The number one hospital in South Carolina according to US News and World Report’s famous rankings, MUSC puts the proof in the proverbial pudding: two specific BI platforms used to drill down on quality metrics from an organizational and physician perspective. This allows the hospital to compare itself to other leading medical centers on quality metrics.
One platform is through its association with the United Health Consortium (UHC), an alliance of 118 academic medical centers and 299 of their affiliated hospitals. According to Amy Wilson, director of enterprise analytics at MUSC, every month the provider sends its billing data for hospitalizations (diagnosis, procedure codes, demographics) to UHC. UHC uses historical data from all of the participating hospitals to calibrate risk-adjustment models. UHC then applies those models to MUSC’s monthly submissions.
For instance, if a patient has particular set of comorbidities, the UHC BI platform determines how much care for that patient should cost, as well as what his or her length-of-stay and what his or her mortality risk should be. Other metrics include readmissions and patient safety indicators. MUSC uses that information to benchmark against the UHC estimates and other organizations.
Amy Wilson
Sitting on top of that BI platform is another one from the Falls Church, Va.-based Harris Healthcare. This platform is more distinctly focused on physician and patient profiling, says Wilson. “We’re looking at many metrics by physician, including readmission rates, resource utilization, and risk-adjusted outcomes such as length of stay, cost, and mortality,” she adds.
There are many distinct elements of this platform, which can capture documentation and coding information on diagnosis-related group (DRG) reimbursement. Various practitioners like Phyllis "PJ" Floyd, R.N., the director of health information services & clinical documentation improvement at MUSC, began to use the Harris platform on her own for this purpose. She understood its impact and started breaking down the DRG data to see where various issues were occurring in the realm of care.

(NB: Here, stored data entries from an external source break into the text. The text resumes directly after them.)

//! Ephemeral per-request staging directories.

use std::fmt;
use std::path::{Path, PathBuf};

use serde::{Deserialize, Serialize};
use uuid::Uuid;

/// How staging paths are derived from the project name.
#[derive(Debug, Clone, Copy, PartialEq, Eq, Hash, Serialize, Deserialize, Default)]
#[serde(rename_all = "lowercase")]
pub enum StagingStrategy {
    /// `<root>/<project>-<token>`: concurrent requests never collide.
    #[default]
    Namespaced,
    /// `<root>/<project>`: two concurrent requests for the same project name
    /// race on the same directory and archive. Callers must serialize them.
    Shared,
}

impl StagingStrategy {
    pub const fn as_str(&self) -> &'static str {
        match self {
            Self::Namespaced => "namespaced",
            Self::Shared => "shared",
        }
    }
}

impl fmt::Display for StagingStrategy {
    fn fmt(&self, f: &mut fmt::Formatter<'_>) -> fmt::Result {
        f.write_str(self.as_str())
    }
}

/// The on-disk tree holding one request's generated project.
///
/// Owned exclusively by one request from assembly until the packager's
/// cleanup removes it together with the transient archive.
#[derive(Debug, Clone, PartialEq, Eq)]
pub struct StagingDirectory {
    root: PathBuf,
    archive_path: PathBuf,
    project_name: String,
    token: Option<String>,
}

impl StagingDirectory {
    /// Allocate staging paths under `output_root` for `project_name`.
    ///
    /// Pure: nothing is created on disk.
    pub fn allocate(
        output_root: impl AsRef<Path>,
        project_name: &str,
        strategy: StagingStrategy,
    ) -> Self {
        let token = match strategy {
            StagingStrategy::Namespaced => Some(Uuid::new_v4().simple().to_string()),
            StagingStrategy::Shared => None,
        };
        let stem = match &token {
            Some(token) => format!("{project_name}-{token}"),
            None => project_name.to_string(),
        };
        let output_root = output_root.as_ref();

        Self {
            root: output_root.join(&stem),
            archive_path: output_root.join(format!("{stem}.zip")),
            project_name: project_name.to_string(),
            token,
        }
    }

    pub fn root(&self) -> &Path {
        &self.root
    }

    /// Transient archive file, a sibling of the staging root.
    pub fn archive_path(&self) -> &Path {
        &self.archive_path
    }

    pub fn project_name(&self) -> &str {
        &self.project_name
    }

    pub fn token(&self) -> Option<&str> {
        self.token.as_deref()
    }

    /// File name the caller receives: always `<project>.zip`.
    pub fn download_name(&self) -> String {
        format!("{}.zip", self.project_name)
    }

    /// Absolute location of a path relative to the staging root.
    pub fn resolve(&self, relative: impl AsRef<Path>) -> PathBuf {
        self.root.join(relative)
    }
}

Soon after, Floyd became an active user of the platform and those in the analytics group, such as Wilson, began to notice her name frequently pop up in the system. They asked her to partner and act as a sort of liaison between the clinical and analytics sides.
“What we do is we use the BI system, and we go out to different specialties; maybe it’s CT surgery, neurosurgery, or pediatrics, and use it to compare data on various metrics,” Floyd says. “We try to determine if it’s a quality-of-care issue or if it’s just a data issue, in terms of capture of right verbiage in the medical record.”
For her role, Floyd says, she helps clinicians understand how the system fits into operations, in terms of coding and documentation. According to Wilson, it’s all part of a multi-part collaborative between CDI, physicians, and analytics teams that is essential to the success of BI in the organization. “[Floyd] sits in between the coders and the physicians, and says, ‘Dr. so and so, you need to write this, so the coders can do that,’ and then we, the data people, do the leg work to try and be smarter about how we look for the opportunities,” says Wilson.
Phyllis "PJ" Floyd, R.N.
As a large medical center, opportunities are abound. Floyd said she was going to meet with oncology to see what kinds of issues can be addressed through the BI. This is one of the areas MUSC hasn’t gotten into yet with the BI platforms, she says.
The various stakeholders of this initiative are ultimately looking at the same goal: improving the quality of care. This is where that comparative element comes into place, and indeed, Wilson says one of the organization’s goals is to be a Top 25 hospital as measured by UHC.
According to Floyd, MUSC is trying to see what those organization are doing that it could do better. It uses benchmarks on readmissions, length-of-stay, cost-index, and patient safety metrics. Already, MUSC has used the BI platforms to improve severity of illness by and risk of mortality. While these metrics certainly affect reimbursement, she says, the technology goes beyond that.
“The reality is that reimbursement drives a lot of what we do, but I think more importantly nowadays, our mantra is ‘quality.’ Because we’re a non-profit referral center, we want to improve what we do and have better patient outcomes, and the best way to do that is to compare yourself to other places and see where they’ve had success,” Floyd says.